BookmarkSubscribeRSS Feed
🔒 This topic is solved and locked. Need further help from the community? Please sign in and ask a new question.
mosabbirfardin
Fluorite | Level 6

Hello,

I am trying to think of marking a record with 'Y' if the next line in the file starts with 'NTE' and 'N' f the next line in the file does not start with 'NTE'.

I am using the following program to create a dataset of OBX records and I want to add a column named 'has_NTE'  which would basically say whether a specific OBX record has an NTE a trailing segment and/or record.  

 

* get the max column count of non-missing columns;
data _null_;
   retain column_count;
   count=0;
   infile obx end=eof;
   input;
   if _infile_ =: "OBX" then
   do i=1 to countc(_infile_,"|^")+1;
   count+1;
      column_count=max(column_count,count);
   end;
   if eof then call symputx("column_count",column_count);
run;
%put &=column_count;

data OBX;
   infile obx lrecl=32767;
   ID=_N_;
   length var1-var&column_count $100;
   array vars{*} var:;
   input;
   if _infile_ =: "OBX";
   do i=1 to dim(vars);
      vars{i}=scan(_infile_,i,"|^",'M');
   end;
   drop i;
run;

I want my output column to be 'Y' for the following scenario:

 

OBX|1|ST|13457-7^^LOINC^25016900^LDL-CHOLESTEROL^L||SEE NOTE|mg/dL (calc)|^99^||||F|||201901030942|||
NTE|1||     

 

And I want my output column to be 'N' for any other scenarios

 

Please help me enhancing the code. Thanks is advance. 🙂

1 ACCEPTED SOLUTION

Accepted Solutions
mosabbirfardin
Fluorite | Level 6

Thanks everyone for your guidance. I kind of figured it out by myself.

As you are all aware of the hierarchical structure of HL7 files, it seems one NTE segments or a group of NTE segments will always follow an OBX segment but not all OBX segments are followed by NTE segment(s).
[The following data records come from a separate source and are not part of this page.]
//! Charge assignment: spreading particle charges onto a mesh slot.
//!
//! All variants add into the mesh; zeroing it before a pass is the caller's
//! job. Cached variants overwrite the cache with the rows for this pass.

use glam::DVec3;

use crate::constants::CONSERVATION_TOL;
use crate::error::{AssignError, Result};
use crate::mesh_3d::ComplexMesh;
use crate::particles::ParticleSystem;
use super::cache::AssignmentCache;
use super::parallel::spread_parallel;
use super::pass::MeshPass;
use super::stencil::locate;

/// Spreads every particle charge into `pass.slot()` and records the base
/// cells and weight fractions in `cache`.
pub fn assign_charges(pass: &MeshPass, particles: &ParticleSystem, mesh: &mut ComplexMesh,
                      cache: &mut AssignmentCache) -> Result<()> {
    pass.check_inputs(particles, mesh)?;
    pass.assert_cache_order(cache);
    cache.prepare(particles.len(), false);
    spread("charges", pass, particles.positions(), particles.charges(), mesh, Some(cache))
}

/// As [`assign_charges`], additionally caching the analytic derivative
/// weights `q / L * (dw_x w_y w_z, w_x dw_y w_z, w_x w_y dw_z)` per cell.
pub fn assign_charges_and_derivatives(pass: &MeshPass, particles: &ParticleSystem,
                                      mesh: &mut ComplexMesh,
                                      cache: &mut AssignmentCache) -> Result<()> {
    if !pass.table().has_derivatives() {
        return Err(AssignError::DerivativesUnavailable);
    }
    pass.check_inputs(particles, mesh)?;
    pass.assert_cache_order(cache);
    cache.prepare(particles.len(), true);
    spread("charges+derivatives", pass, particles.positions(), particles.charges(), mesh,
           Some(cache))
}

/// Spreads the charges without touching any cache.
pub fn assign_charges_uncached(pass: &MeshPass, particles: &ParticleSystem,
                               mesh: &mut ComplexMesh) -> Result<()> {
    pass.check_inputs(particles, mesh)?;
    spread("charges (uncached)", pass, particles.positions(), particles.charges(), mesh, None)
}

/// Spreads `q^2` instead of `q`, uncached. The result feeds error estimates
/// for inhomogeneous systems.
pub fn assign_squared_charges(pass: &MeshPass, particles: &ParticleSystem,
                              mesh: &mut ComplexMesh) -> Result<()> {
    pass.check_inputs(particles, mesh)?;
    let squared = particles.squared_charges();
    spread("squared charges", pass, particles.positions(), &squared, mesh, None)
}

fn spread(kind: &str, pass: &MeshPass, positions: &[DVec3], charges: &[f64],
          mesh: &mut ComplexMesh, cache: Option<&mut AssignmentCache>) -> Result<()> {
    let before = log::log_enabled!(log::Level::Debug).then(|| mesh.sum(pass.slot()));

    if pass.parallel() {
        spread_parallel(pass, positions, charges, mesh, cache)?;
    } else {
        spread_serial(pass, positions, charges, mesh, cache)?;
    }

    log::debug!("assigned {kind} of {} particles at order {} (shift {}, {:?} slot{})",
                positions.len(), pass.order(), pass.shift(), pass.slot(),
                if pass.parallel() { ", parallel" } else { "" });
    if let Some(before) = before {
        check_conservation(kind, mesh.sum(pass.slot()) - before, charges);
    }
    Ok(())
}

fn spread_serial(pass: &MeshPass, positions: &[DVec3], charges: &[f64],
                 mesh: &mut ComplexMesh, cache: Option<&mut AssignmentCache>) -> Result<()> {
    let ctx = pass.stencil_context();
    let (kernel, table, slot, order) = (pass.kernel(), pass.table(), pass.slot(), pass.order());

    let Some(cache) = cache else {
        for (p, &q) in positions.iter().zip(charges) {
            let stencil = locate(*p, order, &ctx);
            kernel.spread_particle(&stencil, q, table, mesh, slot, None);
        }
        return Ok(());
    };

    let n3 = cache.stencil_size();
    let length_inv = pass.geometry().length_inv();
    let (base, fractions, mut derivatives) = cache.parts_mut();
    for (i, (p, &q)) in positions.iter().zip(charges).enumerate() {
        let stencil = locate(*p, order, &ctx);
        let rows = i * n3..(i + 1) * n3;
        base[i] = stencil.base;
        kernel.spread_particle(&stencil, q, table, mesh, slot, Some(&mut fractions[rows.clone()]));
        if let Some(d) = derivatives.as_deref_mut() {
            kernel.derivative_weights(&stencil, q * length_inv, table, &mut d[rows])?;
        }
    }
    Ok(())
}

fn check_conservation(kind: &str, mesh_delta: f64, charges: &[f64]) {
    let assigned: f64 = charges.iter().sum();
    let scale: f64 = charges.iter().map(|q| q.abs()).sum::<f64>().max(1.0);
    let err = (mesh_delta - assigned).abs();
    if err > CONSERVATION_TOL * scale {
        log::warn!("{kind}: mesh gained {mesh_delta:e}, particles carry {assigned:e} (error {err:e})");
    }
}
In my file the first NTE comes at 18th line and 17th line is an OBX segment.

 

So what I did was:

1. Get observation numbers of each NTE segments and OBX segments by using ID=_N_ and create 2 separate datasets (OBX and NTE)

 

 

NTE dataset:

 

sas1.PNG

 

Partial OBX dataset:

sas3.PNG

 

 

2. Subtract 1 from the ID column for NTE segments. I saw a series of incremental ID from which the lowest number would represent the observation numbers (OBX_ID) of the corresponding OBX segments.

 

 

sas2.PNG

 

 

3.I assigned NTE_SK to each NTE  records using the following code so that I can group them together later.

 

 

 

data want;
set have;
if set_id_NTE=1 then NTE_SK+1;
run;

 

 

dataset with NTE_SK:

 

 

sas10.PNG

 

 

4.Then I transposed the NTE dataset and flattened it. This gave me 2 types of records. One holds the whole comment for the OBX segment and the other holds a bunch of numbers from which the lowest number would represent the observation numbers of the corresponding OBX segments.

 

 

proc transpose data=WORK.NTE_WITH_ID out=WORK.TRANSPOSED_NTE prefix=x;

   by NTE_SK;

   var COMMENT previous_OBX_ID;

run;

data WORK.FLATTENED_NTE;

   set WORK.TRANSPOSED_NTE;
   LENGTH FULL_COMMENT $3000;
   FULL_COMMENT = CATX(' ', OF X:);
   keep NTE_SK _NAME_ FULL_COMMENT previous_OBX_ID;
   DROP X:;
run;

 

 

Transposed NTE dataset:

 

sas4.PNG

 

Flattened NTE dataset:

 

sas5.PNG

 

 

5. Then I split the dataset into 2 datasets using the type of records. One would have just the comments and other would have just the incremental numbers

 

 

 

/* define which libname.member table, and by which column */
%let TABLE=WORK.FLATTENED_NTE;
%let COLUMN=_NAME_;
 
proc sql NOPRINT;
/* build a mini program for each value */
/* create a table with valid chars from data value */
select distinct 
   cat("DATA NTE_",compress(&COLUMN.,,'kad'),
   "; set &TABLE.(where=(&COLUMN.='", &COLUMN.,
   "')); run;") length=500 into :allsteps separated by ';' 
  from &TABLE.;
quit;
 
/* macro that includes the program we just generated */
%macro runSteps;
 &allsteps.;
%mend;
 
/* and...run the macro when ready */
%runSteps;

 

 

Just comments:

sas6.PNG

 

Just numbers:

 

sas7.PNG

 

6. I used a SCAN function on the FULL_COMMENT in the numbers' dataset to get the first number which would be the OBX_ID.

 

sas8.PNG

 

7. Then I joined this dataset with comment dataset using NTE_SK and now I have an OBX_ID with every comments to join OBX table with.

 

Sorry for this huge post. I know I have done a lot of post processing to get where I am now. I would really appreciate if someone shares a faster and more efficient approach to do this. Take care!

 

 

 

 

 

 

View solution in original post

4 REPLIES 4
KDG
SAS Employee KDG
SAS Employee

Hi! I would suggest merging the dataset with itself to simulate a "lead" function: 

 

http://support.sas.com/kb/24/666.html

 

 


Register today and join us virtually on June 16!
sasglobalforum.com | #SASGF

View now: on-demand content for SAS users

ballardw
Super User

There are some very good reasons to code Yes/No or True/False as numeric 1 and 0 instead of character values.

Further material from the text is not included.